//! Scalar, string and array marshalling
//!
//! Converts between native values and their little-endian representation in
//! guest linear memory. Every numeric conversion goes through [`Scalar::cast`]
//! so the coercion rules are identical at every call site:
//!
//! - non-finite floats become zero
//! - booleans become 0/1, anything non-zero becomes `true`
//! - floats truncate toward zero, then integers wrap to the target width
//!
//! Encoders never write past the capacity they are given. When a value does
//! not fit they write a prefix, report it through [`Encoded`] and log a
//! buffer-too-small warning; that is not an error.

use serde::{Deserialize, Serialize};
use std::fmt;
use tracing::warn;

use super::memory::{GuestPtr, MemoryView};
use super::types::{EeaError, EeaResult};

/// Scalar types understood by the guest ABI
#[derive(Debug, Clone, Copy, PartialEq, Eq, Hash, Serialize, Deserialize)]
#[serde(rename_all = "lowercase")]
pub enum ScalarType {
    Bool,
    I8,
    U8,
    I16,
    U16,
    I32,
    U32,
    F32,
    I64,
    U64,
    F64,
}

impl ScalarType {
    pub const ALL: [ScalarType; 11] = [
        ScalarType::Bool,
        ScalarType::I8,
        ScalarType::U8,
        ScalarType::I16,
        ScalarType::U16,
        ScalarType::I32,
        ScalarType::U32,
        ScalarType::F32,
        ScalarType::I64,
        ScalarType::U64,
        ScalarType::F64,
    ];

    /// Encoded width in bytes
    pub const fn width(self) -> u32 {
        match self {
            ScalarType::Bool | ScalarType::I8 | ScalarType::U8 => 1,
            ScalarType::I16 | ScalarType::U16 => 2,
            ScalarType::I32 | ScalarType::U32 | ScalarType::F32 => 4,
            ScalarType::I64 | ScalarType::U64 | ScalarType::F64 => 8,
        }
    }
}

impl fmt::Display for ScalarType {
    fn fmt(&self, f: &mut fmt::Formatter<'_>) -> fmt::Result {
        let name = match self {
            ScalarType::Bool => "bool",
            ScalarType::I8 => "i8",
            ScalarType::U8 => "u8",
            ScalarType::I16 => "i16",
            ScalarType::U16 => "u16",
            ScalarType::I32 => "i32",
            ScalarType::U32 => "u32",
            ScalarType::F32 => "f32",
            ScalarType::I64 => "i64",
            ScalarType::U64 => "u64",
            ScalarType::F64 => "f64",
        };
        f.write_str(name)
    }
}

/// A native scalar value
#[derive(Debug, Clone, Copy, PartialEq, Serialize, Deserialize)]
pub enum Scalar {
    Bool(bool),
    I8(i8),
    U8(u8),
    I16(i16),
    U16(u16),
    I32(i32),
    U32(u32),
    F32(f32),
    I64(i64),
    U64(u64),
    F64(f64),
}

/// Intermediate form every cast passes through
enum Numeric {
    Int(i128),
    Float(f64),
}

impl Scalar {
    pub fn scalar_type(&self) -> ScalarType {
        match self {
            Scalar::Bool(_) => ScalarType::Bool,
            Scalar::I8(_) => ScalarType::I8,
            Scalar::U8(_) => ScalarType::U8,
            Scalar::I16(_) => ScalarType::I16,
            Scalar::U16(_) => ScalarType::U16,
            Scalar::I32(_) => ScalarType::I32,
            Scalar::U32(_) => ScalarType::U32,
            Scalar::F32(_) => ScalarType::F32,
            Scalar::I64(_) => ScalarType::I64,
            Scalar::U64(_) => ScalarType::U64,
            Scalar::F64(_) => ScalarType::F64,
        }
    }

    fn numeric(self) -> Numeric {
        let float = |f: f64| {
            if f.is_finite() {
                Numeric::Float(f)
            } else {
                Numeric::Int(0)
            }
        };
        match self {
            Scalar::Bool(b) => Numeric::Int(b as i128),
            Scalar::I8(v) => Numeric::Int(v as i128),
            Scalar::U8(v) => Numeric::Int(v as i128),
            Scalar::I16(v) => Numeric::Int(v as i128),
            Scalar::U16(v) => Numeric::Int(v as i128),
            Scalar::I32(v) => Numeric::Int(v as i128),
            Scalar::U32(v) => Numeric::Int(v as i128),
            Scalar::I64(v) => Numeric::Int(v as i128),
            Scalar::U64(v) => Numeric::Int(v as i128),
            Scalar::F32(v) => float(v as f64),
            Scalar::F64(v) => float(v),
        }
    }

    /// Convert to `ty` using the shared cast table
    pub fn cast(self, ty: ScalarType) -> Scalar {
        let int = match self.numeric() {
            Numeric::Int(i) => i,
            Numeric::Float(f) => match ty {
                ScalarType::Bool => return Scalar::Bool(f != 0.0),
                ScalarType::F32 => return Scalar::F32(f as f32),
                ScalarType::F64 => return Scalar::F64(f),
                _ => f.trunc() as i128,
            },
        };

        match ty {
            ScalarType::Bool => Scalar::Bool(int != 0),
            ScalarType::I8 => Scalar::I8(int as i8),
            ScalarType::U8 => Scalar::U8(int as u8),
            ScalarType::I16 => Scalar::I16(int as i16),
            ScalarType::U16 => Scalar::U16(int as u16),
            ScalarType::I32 => Scalar::I32(int as i32),
            ScalarType::U32 => Scalar::U32(int as u32),
            ScalarType::I64 => Scalar::I64(int as i64),
            ScalarType::U64 => Scalar::U64(int as u64),
            ScalarType::F32 => Scalar::F32(int as f32),
            ScalarType::F64 => Scalar::F64(int as f64),
        }
    }

    /// Little-endian bytes; only the first `width` bytes are meaningful
    fn le_bytes(self) -> ([u8; 8], usize) {
        let mut out = [0u8; 8];
        let width = self.scalar_type().width() as usize;
        match self {
            Scalar::Bool(b) => out[0] = b as u8,
            Scalar::I8(v) => out[..1].copy_from_slice(&v.to_le_bytes()),
            Scalar::U8(v) => out[..1].copy_from_slice(&v.to_le_bytes()),
            Scalar::I16(v) => out[..2].copy_from_slice(&v.to_le_bytes()),
            Scalar::U16(v) => out[..2].copy_from_slice(&v.to_le_bytes()),
            Scalar::I32(v) => out[..4].copy_from_slice(&v.to_le_bytes()),
            Scalar::U32(v) => out[..4].copy_from_slice(&v.to_le_bytes()),
            Scalar::F32(v) => out[..4].copy_from_slice(&v.to_le_bytes()),
            Scalar::I64(v) => out.copy_from_slice(&v.to_le_bytes()),
            Scalar::U64(v) => out.copy_from_slice(&v.to_le_bytes()),
            Scalar::F64(v) => out.copy_from_slice(&v.to_le_bytes()),
        }
        (out, width)
    }

    fn from_le_bytes(ty: ScalarType, bytes: &[u8]) -> Scalar {
        let mut buf = [0u8; 8];
        buf[..bytes.len()].copy_from_slice(bytes);
        let b2 = [buf[0], buf[1]];
        let b4 = [buf[0], buf[1], buf[2], buf[3]];
        match ty {
            ScalarType::Bool => Scalar::Bool(buf[0] != 0),
            ScalarType::I8 => Scalar::I8(buf[0] as i8),
            ScalarType::U8 => Scalar::U8(buf[0]),
            ScalarType::I16 => Scalar::I16(i16::from_le_bytes(b2)),
            ScalarType::U16 => Scalar::U16(u16::from_le_bytes(b2)),
            ScalarType::I32 => Scalar::I32(i32::from_le_bytes(b4)),
            ScalarType::U32 => Scalar::U32(u32::from_le_bytes(b4)),
            ScalarType::F32 => Scalar::F32(f32::from_le_bytes(b4)),
            ScalarType::I64 => Scalar::I64(i64::from_le_bytes(buf)),
            ScalarType::U64 => Scalar::U64(u64::from_le_bytes(buf)),
            ScalarType::F64 => Scalar::F64(f64::from_le_bytes(buf)),
        }
    }

    pub fn as_u64(self) -> u64 {
        match self.cast(ScalarType::U64) {
            Scalar::U64(v) => v,
            _ => 0,
        }
    }

    pub fn as_i64(self) -> i64 {
        match self.cast(ScalarType::I64) {
            Scalar::I64(v) => v,
            _ => 0,
        }
    }

    pub fn as_f64(self) -> f64 {
        match self.cast(ScalarType::F64) {
            Scalar::F64(v) => v,
            _ => 0.0,
        }
    }

    pub fn as_bool(self) -> bool {
        matches!(self.cast(ScalarType::Bool), Scalar::Bool(true))
    }
}

macro_rules! scalar_from {
    ($($ty:ty => $variant:ident),* $(,)?) => {
        $(
            impl From<$ty> for Scalar {
                fn from(v: $ty) -> Self {
                    Scalar::$variant(v)
                }
            }
        )*
    };
}

scalar_from! {
    bool => Bool,
    i8 => I8,
    u8 => U8,
    i16 => I16,
    u16 => U16,
    i32 => I32,
    u32 => U32,
    f32 => F32,
    i64 => I64,
    u64 => U64,
    f64 => F64,
}

/// Outcome of a capacity-limited encode
///
/// Units are bytes for strings and items for arrays.
#[derive(Debug, Clone, Copy, PartialEq, Eq)]
pub struct Encoded {
    pub written: u32,
    pub required: u32,
}

impl Encoded {
    pub fn is_truncated(&self) -> bool {
        self.written < self.required
    }
}

fn clamp_u32(n: usize) -> u32 {
    u32::try_from(n).unwrap_or(u32::MAX)
}

/// Read a single scalar
pub fn decode_scalar(view: &MemoryView<'_>, ptr: GuestPtr, ty: ScalarType) -> EeaResult<Scalar> {
    let bytes = view.read(ptr, ty.width())?;
    Ok(Scalar::from_le_bytes(ty, bytes))
}

/// Cast `value` to `ty` and write it at `ptr`
pub fn encode_scalar(
    view: &mut MemoryView<'_>,
    value: impl Into<Scalar>,
    ptr: GuestPtr,
    ty: ScalarType,
) -> EeaResult<()> {
    let (bytes, width) = value.into().cast(ty).le_bytes();
    view.write(ptr, &bytes[..width])
}

/// Read `len` bytes as UTF-8
pub fn decode_string(view: &MemoryView<'_>, ptr: GuestPtr, len: u32) -> EeaResult<String> {
    let bytes = view.read(ptr, len)?;
    Ok(std::str::from_utf8(bytes)?.to_owned())
}

/// Read `len` bytes, replacing invalid UTF-8 sequences
pub fn decode_string_lossy(view: &MemoryView<'_>, ptr: GuestPtr, len: u32) -> EeaResult<String> {
    let bytes = view.read(ptr, len)?;
    Ok(String::from_utf8_lossy(bytes).into_owned())
}

/// Write raw bytes, truncated to `capacity`
pub fn encode_bytes(
    view: &mut MemoryView<'_>,
    bytes: &[u8],
    ptr: GuestPtr,
    capacity: u32,
) -> EeaResult<Encoded> {
    let written = bytes.len().min(capacity as usize);
    write_prefix(view, bytes, written, ptr, capacity)
}

/// Write a UTF-8 string, truncated on a character boundary to `capacity`
pub fn encode_string(
    view: &mut MemoryView<'_>,
    s: &str,
    ptr: GuestPtr,
    capacity: u32,
) -> EeaResult<Encoded> {
    let mut written = s.len().min(capacity as usize);
    while !s.is_char_boundary(written) {
        written -= 1;
    }
    write_prefix(view, s.as_bytes(), written, ptr, capacity)
}

fn write_prefix(
    view: &mut MemoryView<'_>,
    bytes: &[u8],
    written: usize,
    ptr: GuestPtr,
    capacity: u32,
) -> EeaResult<Encoded> {
    view.write(ptr, &bytes[..written])?;

    let encoded = Encoded {
        written: clamp_u32(written),
        required: clamp_u32(bytes.len()),
    };
    if encoded.is_truncated() {
        warn!(
            capacity,
            required = encoded.required,
            "Buffer not large enough to encode string"
        );
    }
    Ok(encoded)
}

/// Encode a string, then write the byte count as `len_ty` at `len_ptr`
pub fn encode_string_and_length(
    view: &mut MemoryView<'_>,
    s: &str,
    ptr: GuestPtr,
    capacity: u32,
    len_ptr: GuestPtr,
    len_ty: ScalarType,
) -> EeaResult<Encoded> {
    // Validate the length slot first so a bad pointer leaves memory untouched
    view.check(len_ptr, len_ty.width())?;
    let encoded = encode_string(view, s, ptr, capacity)?;
    encode_scalar(view, encoded.written, len_ptr, len_ty)?;
    Ok(encoded)
}

/// Byte-oriented variant of [`encode_string_and_length`]
pub fn encode_bytes_and_length(
    view: &mut MemoryView<'_>,
    bytes: &[u8],
    ptr: GuestPtr,
    capacity: u32,
    len_ptr: GuestPtr,
    len_ty: ScalarType,
) -> EeaResult<Encoded> {
    view.check(len_ptr, len_ty.width())?;
    let encoded = encode_bytes(view, bytes, ptr, capacity)?;
    encode_scalar(view, encoded.written, len_ptr, len_ty)?;
    Ok(encoded)
}

/// Read `count` homogeneous scalars
pub fn decode_array(
    view: &MemoryView<'_>,
    ptr: GuestPtr,
    count: u32,
    ty: ScalarType,
) -> EeaResult<Vec<Scalar>> {
    let width = ty.width();
    let total = count
        .checked_mul(width)
        .ok_or(EeaError::MemoryOutOfBounds {
            offset: ptr.0,
            size: u32::MAX,
        })?;
    let bytes = view.read(ptr, total)?;

    Ok(bytes
        .chunks_exact(width as usize)
        .map(|chunk| Scalar::from_le_bytes(ty, chunk))
        .collect())
}

/// Cast and write at most `max_items` scalars
pub fn encode_array(
    view: &mut MemoryView<'_>,
    items: &[Scalar],
    ptr: GuestPtr,
    max_items: u32,
    ty: ScalarType,
) -> EeaResult<Encoded> {
    let count = items.len().min(max_items as usize);
    if count < items.len() {
        warn!(
            capacity = max_items,
            required = items.len(),
            "Buffer not large enough to encode array"
        );
    }

    let mut bytes = Vec::with_capacity(count * ty.width() as usize);
    for item in &items[..count] {
        let (le, width) = item.cast(ty).le_bytes();
        bytes.extend_from_slice(&le[..width]);
    }
    view.write(ptr, &bytes)?;

    Ok(Encoded {
        written: clamp_u32(count),
        required: clamp_u32(items.len()),
    })
}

= What the exercise asks =
Set down verbatim only the lines between the start of the data above and the line with "floats become zero", both boundaries included.

= Your response =
//! Scalar, string and array marshalling
//!
//! Converts between native values and their little-endian representation in
//! guest linear memory. Every numeric conversion goes through [`Scalar::cast`]
//! so the coercion rules are identical at every call site:
//!
//! - non-finite floats become zero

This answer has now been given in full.